Women are not only bringing their own wealth into the marriage; they are also bringing the promise of parental gifts or a later inheritance. Parents and in-laws are more involved in supporting couples than ever before, in the form of housing and helping with their grandchildren. “If ever there was an appropriate time to call marriage a marriage market, it is today. And, mindful of what happened to their mothers after divorce or widowhood, women are being more assertive in marriage negotiations, asking tougher questions about money and security,” said Filby.

Millennial women have been conditioned to think that being … financially reliant on parents is a safer choice … than being financially reliant on a husband.

Dr.
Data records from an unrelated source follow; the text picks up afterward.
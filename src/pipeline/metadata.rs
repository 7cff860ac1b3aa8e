//! Header extraction: name, date and image path from fixed-format lines.
//!
//! The model is asked for an analysis, not a form, but transcripts that were
//! edited by hand (or produced by older prompts) carry `姓名：…` / `日期：…`
//! lines near the top. These are picked up here and merged with whatever the
//! caller supplied; caller values always win.

use crate::output::ReportMetadata;
use crate::pipeline::input::ImageSource;
use crate::REPORT_TITLE;
use once_cell::sync::Lazy;
use regex::Regex;
use tracing::debug;

/// Display format of [`ReportMetadata::date`].
pub const DATE_FORMAT: &str = "%Y-%m-%d";

/// Name shown when neither the caller nor the text provides one.
pub const UNKNOWN_NAME: &str = "未知";

// Labels accept either an ASCII or a full-width colon.
static RE_NAME: Lazy<Regex> =
    Lazy::new(|| Regex::new(r"(?mi)^[ \t]*(?:姓名|name)[ \t]*[:：][ \t]*(.+)$").unwrap());
static RE_DATE: Lazy<Regex> =
    Lazy::new(|| Regex::new(r"(?mi)^[ \t]*(?:日期|date)[ \t]*[:：][ \t]*(.+)$").unwrap());
static RE_IMAGE_PATH: Lazy<Regex> = Lazy::new(|| {
    Regex::new(r"(?mi)^[ \t]*(?:图片路径|image[ _-]?path)[ \t]*[:：][ \t]*(.+)$").unwrap()
});
static RE_TITLE_LINE: Lazy<Regex> = Lazy::new(|| {
    Regex::new(&format!(
        r"(?m)^[ \t]*{}[ \t]*(?:\n|$)",
        regex::escape(REPORT_TITLE)
    ))
    .unwrap()
});

/// Build the report metadata from normalised text and an optional caller name.
///
/// * A non-empty `user_name` overrides any `姓名：` / `Name:` line.
/// * A missing date becomes today's local date (`YYYY-MM-DD`).
/// * A missing image path is `None`; the assembler falls back to the default
///   thumbnail asset.
pub fn extract_metadata(text: &str, user_name: Option<&str>) -> ReportMetadata {
    let name = user_name
        .map(str::trim)
        .filter(|n| !n.is_empty())
        .map(str::to_string)
        .or_else(|| capture(&RE_NAME, text))
        .unwrap_or_else(|| UNKNOWN_NAME.to_string());

    let date = capture(&RE_DATE, text).unwrap_or_else(today);
    let source_image = capture(&RE_IMAGE_PATH, text).map(|s| ImageSource::parse(&s));

    debug!(
        "Metadata: name={:?} date={:?} image={:?}",
        name, date, source_image
    );

    ReportMetadata {
        name,
        date,
        source_image,
    }
}

/// Remove standalone report-title lines (`生命之花分析报告`) from the body.
pub fn strip_title_line(text: &str) -> String {
    RE_TITLE_LINE.replace_all(text, "").into_owned()
}

/// Today's local date in [`DATE_FORMAT`].
pub fn today() -> String {
    chrono::Local::now().format(DATE_FORMAT).to_string()
}

fn capture(re: &Regex, text: &str) -> Option<String> {
    re.captures(text)
        .map(|caps| caps[1].trim().to_string())
        .filter(|v| !v.is_empty())
}
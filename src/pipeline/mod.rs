//! Text and image pipeline stages.
//!
//! Each submodule implements exactly one transformation step and is tested
//! on its own.
//!
//! ## Data Flow
//!
//! ```text
//! input ──▶ encode ──▶ llm                     (async, network)
//! (path/URL) (base64)  (vision model)
//!                        │ raw text
//!                        ▼
//! normalize ──▶ metadata + sections            (sync, pure)
//! (cleanup)     (header lines, 8 titled bodies)
//! ```
//!
//! 1. [`input`]: classify the image reference once; download URLs
//! 2. [`encode`]: size check and base64 wrap for the request body
//! 3. [`llm`]: the model call with timeout and retry/backoff
//! 4. [`normalize`]: deterministic, idempotent Markdown cleanup
//! 5. [`metadata`]: name / date / image path from `label：value` lines
//! 6. [`sections`]: heading detection and the canonical section map

pub mod encode;
pub mod input;
pub mod llm;
pub mod metadata;
pub mod normalize;
pub mod sections;
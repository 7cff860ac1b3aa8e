//! Prompts for the Flower of Life vision-model analysis.
//!
//! Every prompt lives here so the section splitter's expectations and the
//! wording that produces them can be checked side by side: the eight titles in
//! [`DEFAULT_PROMPT`] are exactly [`crate::pipeline::sections::CANONICAL_TITLES`].
//!
//! Callers may replace the user prompt; the system prompt is fixed.

/// System message sent ahead of every analysis request.
pub const SYSTEM_PROMPT: &str = "You are a helpful assistant.";

/// Default user prompt: a second-person reading under eight numbered headings,
/// bullet points under each, no tables.
pub const DEFAULT_PROMPT: &str = concat!(
    "请你用以第二人称为这个名为\"生命之花\"的图片做一个完整的解析：",
    "1 . 图案结构解读 2 . 颜色能量解读 3 . 绘画表现方式 4 . 性格与核心天赋 ",
    "5 . 荣格原型分析 6 . 职业与发展方向 7 . 成长与建议 8 . 总结金句？",
    "请回答具有逻辑，每个一级标题下的内容再分点回答。不要以表格的形式出现。",
    "不要出现敏感词：灵性"
);

/// Appended to caller prompts so the answer stays renderable as prose.
pub const NO_TABLE_SUFFIX: &str = "。请不要以表格的形式出现回答";

const NO_TABLE_MARKER: &str = "不要以表格的形式";

/// Choose the user prompt for one request.
///
/// A non-blank override replaces [`DEFAULT_PROMPT`] entirely and gets
/// [`NO_TABLE_SUFFIX`] appended, unless it already asks for no tables.
pub fn build_user_prompt(prompt_override: Option<&str>) -> String {
    match prompt_override.map(str::trim).filter(|p| !p.is_empty()) {
        Some(p) if p.contains(NO_TABLE_MARKER) => p.to_string(),
        Some(p) => format!("{p}{NO_TABLE_SUFFIX}"),
        None => DEFAULT_PROMPT.to_string(),
    }
}
//! Error types for the fol-report library.
//!
//! Two distinct types reflect two distinct failure modes:
//!
//! * [`ReportError`]: **fatal**, the report cannot be produced at all
//!   (cover art missing, output directory not writable, provider not
//!   configured). Returned as `Err(ReportError)` from the top-level
//!   `assemble`/`generate*` functions.
//!
//! * [`RenderWarning`]: **non-fatal**, something degraded (the CJK font is
//!   missing, the user's thumbnail could not be decoded) but the document is
//!   still complete. Collected on [`crate::output::AssembledReport`] so callers
//!   can surface them without losing the report.
//!
//! Parsing-stage problems (malformed headings, missing name or date lines) are
//! neither: they are resolved locally by defaulting and never surface here.

use serde::{Deserialize, Serialize};
use std::fmt;
use std::path::PathBuf;
use thiserror::Error;

/// Which fixed render-time asset an [`ReportError::AssetMissing`] refers to.
#[derive(Debug, Clone, Copy, PartialEq, Eq, Serialize, Deserialize)]
pub enum AssetKind {
    /// Full-bleed art on the first page.
    Cover,
    /// Full-bleed art behind every content page.
    Background,
    /// Thumbnail used when the user's own image is unavailable.
    FallbackThumbnail,
    /// TrueType font covering CJK text.
    Font,
}

impl fmt::Display for AssetKind {
    fn fmt(&self, f: &mut fmt::Formatter<'_>) -> fmt::Result {
        let name = match self {
            AssetKind::Cover => "cover image",
            AssetKind::Background => "background image",
            AssetKind::FallbackThumbnail => "fallback thumbnail",
            AssetKind::Font => "font",
        };
        f.write_str(name)
    }
}

/// All fatal errors returned by the fol-report library.
#[derive(Debug, Error)]
pub enum ReportError {
    // ── Input errors ──────────────────────────────────────────────────────
    /// The analysis text file could not be read.
    #[error("Cannot read analysis text '{path}': {source}")]
    InputUnreadable {
        path: PathBuf,
        #[source]
        source: std::io::Error,
    },

    /// The image reference is neither an existing file nor an HTTP/HTTPS URL.
    #[error("Invalid image '{input}': not an existing file or a valid HTTP/HTTPS URL")]
    InvalidImageSource { input: String },

    /// The image is larger than the provider accepts.
    #[error("Image is {size} bytes, larger than the {limit}-byte limit.\nCompress it and try again.")]
    ImageTooLarge { size: usize, limit: usize },

    /// HTTP URL was syntactically valid but download failed.
    #[error("Failed to download '{url}': {reason}\nCheck your internet connection.")]
    DownloadFailed { url: String, reason: String },

    /// Download exceeded the configured timeout.
    #[error("Download timed out after {secs}s for '{url}'\nIncrease --download-timeout.")]
    DownloadTimeout { url: String, secs: u64 },

    // ── Asset errors ──────────────────────────────────────────────────────
    /// A required render asset does not exist.
    #[error("Required {asset} not found at '{path}'\nCheck --assets-dir.")]
    AssetMissing { asset: AssetKind, path: PathBuf },

    /// A required render asset exists but could not be decoded.
    #[error("Cannot load {asset} '{path}': {detail}")]
    AssetUnreadable {
        asset: AssetKind,
        path: PathBuf,
        detail: String,
    },

    // ── Layout errors ─────────────────────────────────────────────────────
    /// The layout engine was driven out of order (e.g. sections before the cover).
    #[error("Layout step '{step}' is not allowed after '{after}'")]
    LayoutState {
        step: &'static str,
        after: &'static str,
    },

    // ── LLM errors ────────────────────────────────────────────────────────
    /// The configured provider is not initialised (missing API key etc.).
    #[error("LLM provider '{provider}' is not configured.\n{hint}")]
    ProviderNotConfigured { provider: String, hint: String },

    /// The LLM API kept failing after all retries.
    #[error("LLM API error after {retries} retries: {message}")]
    LlmApiError { retries: u32, message: String },

    // ── I/O errors ────────────────────────────────────────────────────────
    /// Could not create or write an output file.
    #[error("Failed to write output file '{path}': {source}")]
    OutputWriteFailed {
        path: PathBuf,
        #[source]
        source: std::io::Error,
    },

    // ── Config errors ─────────────────────────────────────────────────────
    /// Builder validation failed.
    #[error("Invalid configuration: {0}")]
    InvalidConfig(String),

    // ── Catch-all ─────────────────────────────────────────────────────────
    /// Unexpected internal error.
    #[error("Internal error: {0}")]
    Internal(String),
}

/// A non-fatal degradation noticed while building a report.
#[derive(Debug, Clone, PartialEq, Error, Serialize, Deserialize)]
pub enum RenderWarning {
    /// The CJK font could not be loaded; built-in Helvetica was used instead
    /// and characters outside Latin-1 render blank.
    #[error("font '{path}' unavailable ({detail}); falling back to Helvetica")]
    FontFallback { path: PathBuf, detail: String },

    /// Neither the user's image nor the fallback thumbnail could be embedded.
    #[error("no thumbnail could be embedded: {detail}")]
    ThumbnailUnavailable { detail: String },

    /// The analysis text contained none of the expected section headings.
    #[error("no recognizable sections in the analysis text; report has header only")]
    NoSections,
}
//! Output types returned by the report pipeline.

use crate::error::RenderWarning;
use crate::pipeline::input::ImageSource;
use serde::{Deserialize, Serialize};
use std::path::PathBuf;

/// Who and when a report is for.
///
/// Caller-supplied values take precedence over values found in the text.
#[derive(Debug, Clone, PartialEq, Eq, Serialize, Deserialize)]
pub struct ReportMetadata {
    /// Name printed on the header page and in the identifier.
    pub name: String,
    /// Display date, `YYYY-MM-DD` unless the text supplied something else.
    pub date: String,
    /// The analysed image, if known. Used for the header thumbnail.
    pub source_image: Option<ImageSource>,
}

/// A rendered report held in memory, not yet written anywhere.
#[derive(Debug, Clone)]
pub struct AssembledReport {
    /// `生命之花分析报告-{name}{MM.DD}`; also the output file stem.
    pub identifier: String,
    pub metadata: ReportMetadata,
    /// Complete PDF bytes.
    pub document: Vec<u8>,
    /// Pages in the document, the cover included.
    pub page_count: usize,
    /// Sections that produced output.
    pub sections_rendered: usize,
    /// Degradations noticed along the way.
    pub warnings: Vec<RenderWarning>,
}

/// Result of a complete run: where things were written and what they hold.
#[derive(Debug, Clone, Serialize, Deserialize)]
pub struct ReportOutput {
    pub identifier: String,
    /// The written PDF.
    pub pdf_path: PathBuf,
    /// Archived raw analysis text, when the run called the model.
    pub text_path: Option<PathBuf>,
    pub metadata: ReportMetadata,
    pub page_count: usize,
    pub sections_rendered: usize,
    pub warnings: Vec<RenderWarning>,
}

impl ReportOutput {
    pub(crate) fn from_assembled(
        report: AssembledReport,
        pdf_path: PathBuf,
        text_path: Option<PathBuf>,
    ) -> Self {
        Self {
            identifier: report.identifier,
            pdf_path,
            text_path,
            metadata: report.metadata,
            page_count: report.page_count,
            sections_rendered: report.sections_rendered,
            warnings: report.warnings,
        }
    }
}

/// The model's answer for one image.
#[derive(Debug, Clone, Serialize, Deserialize)]
pub struct AnalysisOutput {
    /// Raw text as returned, before any normalisation.
    pub text: String,
    pub input_tokens: usize,
    pub output_tokens: usize,
    /// Wall-clock time including retries.
    pub duration_ms: u64,
    /// Retries needed (0 = first attempt succeeded).
    pub retries: u32,
}
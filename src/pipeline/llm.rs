//! Vision-model interaction: build the analysis request and call the provider.
//!
//! Intentionally thin. Prompt wording lives in [`crate::prompts`] and image
//! handling in [`super::encode`], so this module only owns message layout,
//! timeouts and retries.
//!
//! ## Retry Strategy
//!
//! HTTP 429 / 503 from the hosted model are transient. Exponential backoff
//! (`retry_backoff_ms * 2^(attempt-1)`): with the 1 s default and 2 retries
//! the waits are 1 s → 2 s. A timed-out attempt counts as a failed attempt.

use crate::config::AnalysisConfig;
use crate::error::ReportError;
use crate::output::AnalysisOutput;
use crate::prompts::SYSTEM_PROMPT;
use edgequake_llm::{ChatMessage, CompletionOptions, ImageData, LLMProvider};
use std::sync::Arc;
use std::time::Instant;
use tokio::time::{sleep, timeout, Duration};
use tracing::{debug, warn};

/// Send one image plus prompt to the model and return its text answer.
///
/// ## Message Layout
///
/// 1. **System message**: [`SYSTEM_PROMPT`]
/// 2. **User message**: the prompt text with the image attached
pub async fn request_analysis(
    provider: &Arc<dyn LLMProvider>,
    image: ImageData,
    prompt: &str,
    config: &AnalysisConfig,
) -> Result<AnalysisOutput, ReportError> {
    let start = Instant::now();
    let messages = vec![
        ChatMessage::system(SYSTEM_PROMPT),
        ChatMessage::user_with_images(prompt, vec![image]),
    ];
    let options = build_options(config);
    let call_timeout = Duration::from_secs(config.api_timeout_secs);

    let mut last_err: Option<String> = None;

    for attempt in 0..=config.max_retries {
        if attempt > 0 {
            let backoff = backoff_ms(config.retry_backoff_ms, attempt);
            warn!(
                "Analysis retry {}/{} after {}ms",
                attempt, config.max_retries, backoff
            );
            sleep(Duration::from_millis(backoff)).await;
        }

        match timeout(call_timeout, provider.chat(&messages, Some(&options))).await {
            Ok(Ok(response)) => {
                let duration = start.elapsed();
                debug!(
                    "Analysis: {} input tokens, {} output tokens, {:?}",
                    response.prompt_tokens, response.completion_tokens, duration
                );
                if response.content.trim().is_empty() {
                    warn!("Attempt {} returned empty text", attempt + 1);
                    last_err = Some("model returned an empty answer".to_string());
                    continue;
                }
                return Ok(AnalysisOutput {
                    text: response.content,
                    input_tokens: response.prompt_tokens,
                    output_tokens: response.completion_tokens,
                    duration_ms: duration.as_millis() as u64,
                    retries: attempt,
                });
            }
            Ok(Err(e)) => {
                let err_msg = e.to_string();
                warn!("Attempt {} failed: {}", attempt + 1, err_msg);
                last_err = Some(err_msg);
            }
            Err(_) => {
                warn!(
                    "Attempt {} timed out after {}s",
                    attempt + 1,
                    config.api_timeout_secs
                );
                last_err = Some(format!("timed out after {}s", config.api_timeout_secs));
            }
        }
    }

    Err(ReportError::LlmApiError {
        retries: config.max_retries,
        message: last_err.unwrap_or_else(|| "Unknown error".to_string()),
    })
}

/// Upper bound on a single retry delay.
const MAX_BACKOFF_MS: u64 = 60_000;

/// Delay before retry `attempt` (1-based): `base * 2^(attempt-1)`, capped.
fn backoff_ms(base: u64, attempt: u32) -> u64 {
    2u64.checked_pow(attempt.saturating_sub(1))
        .map_or(u64::MAX, |factor| base.saturating_mul(factor))
        .min(MAX_BACKOFF_MS)
}

/// Build `CompletionOptions` from the analysis config.
fn build_options(config: &AnalysisConfig) -> CompletionOptions {
    CompletionOptions {
        temperature: Some(config.temperature),
        max_tokens: Some(config.max_tokens),
        ..Default::default()
    }
}

#[cfg(test)]
mod tests {
    use super::*;

    #[test]
    fn build_options_defaults() {
        let config = AnalysisConfig::default();
        let opts = build_options(&config);
        assert_eq!(opts.temperature, Some(0.7));
        assert_eq!(opts.max_tokens, Some(4096));
    }

    #[test]
    fn backoff_doubles_then_caps() {
        assert_eq!(backoff_ms(1000, 1), 1000);
        assert_eq!(backoff_ms(1000, 2), 2000);
        assert_eq!(backoff_ms(1000, 4), 8000);
        assert_eq!(backoff_ms(1000, 10), MAX_BACKOFF_MS);
        // Large retry counts must not overflow.
        assert_eq!(backoff_ms(1000, 64), MAX_BACKOFF_MS);
        assert_eq!(backoff_ms(u64::MAX, 3), MAX_BACKOFF_MS);
    }

    #[test]
    fn build_options_follow_builder() {
        let config = AnalysisConfig::builder()
            .temperature(0.2)
            .max_tokens(1024)
            .build()
            .unwrap();
        let opts = build_options(&config);
        assert_eq!(opts.temperature, Some(0.2));
        assert_eq!(opts.max_tokens, Some(1024));
    }
}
Eliza Filby

Historically, women’s financial security was tied to men—father, then husband. Consequently, even in affluent families, females were less likely than males to control finances and other key resources. Today, women are building their own wealth. According to a global survey of individuals with a net worth of more than $1 million conducted in 2018 by The Economist Intelligence Unit and sponsored by RBC Wealth Management, 32 per cent of millennial women millionaires (born between 1981 and 2000) had over $5 million or more in assets, compared to 22 per cent of boomer women (born between 1946 and 1964) surveyed. Globally, women’s share of the ultra-high-net-worth echelon rose from 6.5 per cent in 2016 to nearly 11 per cent in 2022, driven by inherited wealth and a small increase in self-made business owners. There are now more female billionaires than ever.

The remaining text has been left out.